No meu doutorado o filme foi apresentado e discutido por dois grupos de alunos: os cadetes do Corpo de Bombeiros do Distrito Federal e os alunos da Pós-graduação em Educação da UnB. Permitir que alunos sintam suas próprias emoções e as identifiquem e se relacionem com elas, nomeando-as, sejam elas positivas ou negativas, pode provocar mudanças na percepção e educação para a morte apontando sentidos para a vida. Essa aproximação dos sentimentos e emoções provocados pela exibição do filme desencadeou reflexões sobre a morte, mas também sobre a vida e o viver. Os sentimentos e as emoções são o que nos determina e têm papel fundamental na construção de outra subjetividade, voltada para o respeito à trajetória do outro, reverenciando ideias e formas de serem e existirem nas múltiplas diversidades humanas.

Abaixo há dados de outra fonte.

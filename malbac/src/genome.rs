//! Reference genome and its fragmentation.
use crate::seq::revcmp;
use definitions::{Fragment, Strand};
use rand::Rng;
use std::path::Path;

pub trait FragmentSource {
    /// Break every chromosome into pieces of random lengths in `[min, max]`,
    /// emitting both strands of each piece. The tail shorter than the drawn length is kept as well.
    fn split_to_frags<R: Rng>(&self, min: usize, max: usize, rng: &mut R) -> Vec<Fragment>;
    fn genome_length(&self) -> u64;
}

#[derive(Debug, Clone, Default)]
pub struct Genome {
    chromosomes: Vec<(String, Vec<u8>)>,
}

impl Genome {
    pub fn new(chromosomes: Vec<(String, Vec<u8>)>) -> Self {
        let chromosomes = chromosomes
            .into_iter()
            .map(|(id, mut seq)| {
                seq.make_ascii_uppercase();
                (id, seq)
            })
            .collect();
        Self { chromosomes }
    }
    pub fn from_fasta<P: AsRef<Path>>(path: P) -> std::io::Result<Self> {
        let reader = std::fs::File::open(path).map(std::io::BufReader::new)?;
        let chromosomes: Vec<(String, Vec<u8>)> = bio_utils::fasta::parse_into_vec_from(reader)?
            .into_iter()
            .map(|record| {
                let (id, _, seq) = record.into();
                (id, seq.into_bytes())
            })
            .collect();
        debug!("GENOME\t{}", chromosomes.len());
        Ok(Self::new(chromosomes))
    }
    pub fn chromosomes(&self) -> &[(String, Vec<u8>)] {
        &self.chromosomes
    }
}

impl FragmentSource for Genome {
    fn split_to_frags<R: Rng>(&self, min: usize, max: usize, rng: &mut R) -> Vec<Fragment> {
        assert!(0 < min && min <= max);
        let mut fragments = vec![];
        for (id, seq) in self.chromosomes.iter() {
            let mut start = 0;
            while start < seq.len() {
                let len = rng.gen_range(min..=max);
                let end = (start + len).min(seq.len());
                let forward = seq[start..end].to_vec();
                let reverse = revcmp(&forward);
                let start_pos = start as u64 + 1;
                fragments.push(Fragment::new(id, start_pos, Strand::Forward, forward));
                fragments.push(Fragment::new(id, start_pos, Strand::Reverse, reverse));
                start = end;
            }
        }
        debug!("FRAGMENTS\t{}", fragments.len());
        fragments
    }
    fn genome_length(&self) -> u64 {
        self.chromosomes.iter().map(|(_, seq)| seq.len() as u64).sum()
    }
}

#[cfg(test)]
mod tests {
    use super::*;
    use rand::SeedableRng;
    use rand_xoshiro::Xoshiro256PlusPlus;
    #[test]
    fn split() {
        let mut rng: Xoshiro256PlusPlus = SeedableRng::seed_from_u64(1);
        let chr1: Vec<u8> = (0..1050).map(|_| b"ACGT"[rng.gen_range(0..4)]).collect();
        let genome = Genome::new(vec![("chr1".to_string(), chr1.clone()), ("chr2".to_string(), b"acgt".to_vec())]);
        assert_eq!(genome.genome_length(), 1054);
        let fragments = genome.split_to_frags(100, 200, &mut rng);
        assert_eq!(fragments.len() % 2, 0);
        let forward: Vec<_> = fragments
            .iter()
            .filter(|f| f.chromosome == "chr1" && f.strand == Strand::Forward)
            .collect();
        let concat: Vec<u8> = forward.iter().flat_map(|f| f.sequence().to_vec()).collect();
        assert_eq!(concat, chr1);
        assert_eq!(forward[0].start_pos, 1);
        for pair in fragments.chunks(2) {
            assert_eq!(pair[0].start_pos, pair[1].start_pos);
            assert_eq!(pair[1].sequence(), revcmp(pair[0].sequence()).as_slice());
        }
        for f in forward.iter().take(forward.len() - 1) {
            assert!((100..=200).contains(&f.length()));
        }
        let chr2: Vec<_> = fragments.iter().filter(|f| f.chromosome == "chr2").collect();
        assert_eq!(chr2.len(), 2);
        assert_eq!(chr2[0].sequence(), b"ACGT");
    }
}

O livro “No cinema e na vida: a difícil arte de aprender a morrer” resultado de minha tese de doutorado em Educação. O prefácio da Doutora Maria Júlia Kovács, Professora Livre Docente do Instituto de Psicologia da Universidade de São Paulo (USP) e Coordenadora do Laboratório de Estudos sobre a Morte (LEM).

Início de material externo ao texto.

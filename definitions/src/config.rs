use serde::{Deserialize, Serialize};
use std::io::{Error, ErrorKind};

#[derive(Debug, Clone, Copy, PartialEq, Eq, Serialize, Deserialize)]
pub enum ReadLayout {
    /// Single end.
    SE,
    /// Paired end.
    PE,
}

impl std::str::FromStr for ReadLayout {
    type Err = String;
    fn from_str(s: &str) -> Result<Self, Self::Err> {
        match s {
            "SE" => Ok(ReadLayout::SE),
            "PE" => Ok(ReadLayout::PE),
            _ => Err(format!("{} is not a layout. SE or PE.", s)),
        }
    }
}

/// How errors are introduced while copying a template.
#[derive(Debug, Clone, Copy, PartialEq, Serialize, Deserialize)]
#[serde(tag = "kind", rename_all = "snake_case")]
pub enum ErrorModel {
    /// Each base is substituted with probability `ber`.
    Substitution { ber: f64 },
    /// Each base is dropped with probability `ador`,
    /// otherwise substituted with probability `fpr`.
    DropoutAndFalsePositive { ador: f64, fpr: f64 },
}

impl std::default::Default for ErrorModel {
    fn default() -> Self {
        ErrorModel::Substitution { ber: 3.4e-4 }
    }
}

/// The configuration of the amplification and the read sampling.
#[derive(Debug, Clone, Serialize, Deserialize)]
#[serde(default)]
pub struct MalbacConfig {
    /// The number of copies of each distinct primer at the beginning.
    pub primers: u32,
    /// The fraction of the remaining primers available in a cycle.
    pub gamma: f64,
    pub error_model: ErrorModel,
    pub amplicon_min_len: usize,
    pub amplicon_max_len: usize,
    /// The alphabet. Primers are enumerated over it.
    pub bases: String,
    pub read_length: usize,
    pub layout: ReadLayout,
    pub coverage: f64,
    /// Mean insert size for paired-end reads.
    pub isize: usize,
    pub threads: usize,
    pub frag_min_size: usize,
    pub frag_max_size: usize,
    pub seed: u64,
}

impl std::default::Default for MalbacConfig {
    fn default() -> Self {
        Self {
            primers: 10,
            gamma: 0.02,
            error_model: ErrorModel::default(),
            amplicon_min_len: 1000,
            amplicon_max_len: 2000,
            bases: "ACGT".to_string(),
            read_length: 150,
            layout: ReadLayout::PE,
            coverage: 5f64,
            isize: 260,
            threads: 1,
            frag_min_size: 10_000,
            frag_max_size: 100_000,
            seed: 7,
        }
    }
}

impl MalbacConfig {
    pub fn bases(&self) -> &[u8] {
        self.bases.as_bytes()
    }
    pub fn is_paired_end(&self) -> bool {
        self.layout == ReadLayout::PE
    }
    /// Check the ranges of the parameters.
    pub fn validate(&self) -> std::io::Result<()> {
        fn invalid(msg: String) -> std::io::Result<()> {
            Err(Error::new(ErrorKind::InvalidInput, msg))
        }
        let max = crate::MAX_FIELD as usize;
        let min_len = crate::PRIMER_LENGTH + 1;
        let bases = self.bases();
        if self.primers < 1 {
            return invalid(format!("primers should be positive:{}", self.primers));
        }
        if !(0f64 < self.gamma && self.gamma <= 1f64) {
            return invalid(format!("gamma should be in (0,1]:{}", self.gamma));
        }
        let rates = match self.error_model {
            ErrorModel::Substitution { ber } => vec![("ber", ber)],
            ErrorModel::DropoutAndFalsePositive { ador, fpr } => vec![("ador", ador), ("fpr", fpr)],
        };
        for (name, rate) in rates {
            if !(0f64..=0.5).contains(&rate) {
                return invalid(format!("{} should be in [0,0.5]:{}", name, rate));
            }
        }
        if self.amplicon_min_len < min_len || self.amplicon_max_len < self.amplicon_min_len {
            let (min, max) = (self.amplicon_min_len, self.amplicon_max_len);
            return invalid(format!("amplicon length [{},{}] is invalid", min, max));
        }
        if max < self.amplicon_max_len {
            return invalid(format!("amplicon_max_len should be < {}", max + 1));
        }
        if bases.len() < 2 || (crate::MAX_ALT_INDEX as usize) < bases.len() {
            return invalid(format!("{} bases are not supported", bases.len()));
        }
        if bases.iter().enumerate().any(|(i, b)| bases[..i].contains(b)) {
            return invalid(format!("{} has duplicated bases", self.bases));
        }
        if self.read_length < 1 {
            return invalid("read_length should be positive".to_string());
        }
        if self.amplicon_max_len < self.read_length {
            let (read, amp) = (self.read_length, self.amplicon_max_len);
            return invalid(format!("read_length {} exceeds amplicon_max_len {}", read, amp));
        }
        if self.coverage <= 0f64 {
            return invalid(format!("coverage should be positive:{}", self.coverage));
        }
        if self.threads < 1 {
            return invalid("threads should be positive".to_string());
        }
        if self.frag_max_size < self.frag_min_size || max < self.frag_max_size {
            let (min, max) = (self.frag_min_size, self.frag_max_size);
            return invalid(format!("fragment size [{},{}] is invalid", min, max));
        }
        Ok(())
    }
}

Podemos educar para a morte e o morrer através do uso de filmes como proposta reflexiva, mas não sem entender que no cinema e na vida é difícil, mas ainda assim necessária.

A morte é experiência intransferível, única aos que vivem mesmo que dela nos afastemos e a neguemos até o dia em que com ela nos encontraremos e passaremos a não ter, não ser, não existir. É nossa única certeza, para mim justa e democrática pois não discrimina nem exclui ninguém, para nos lembrar que no final de toda a jornada da existência o que sobram são cinzas.

Gibran nos diz: “Quereis conhecer o segredo da morte, mas como podereis descobri-lo se não o procurardes no coração da vida?”. Viver é o melhor antídoto contra a morte, não viver é morrer em vida.

 [Maria Emília Bottini publica no Rua Balsa das 10 aos Sábados]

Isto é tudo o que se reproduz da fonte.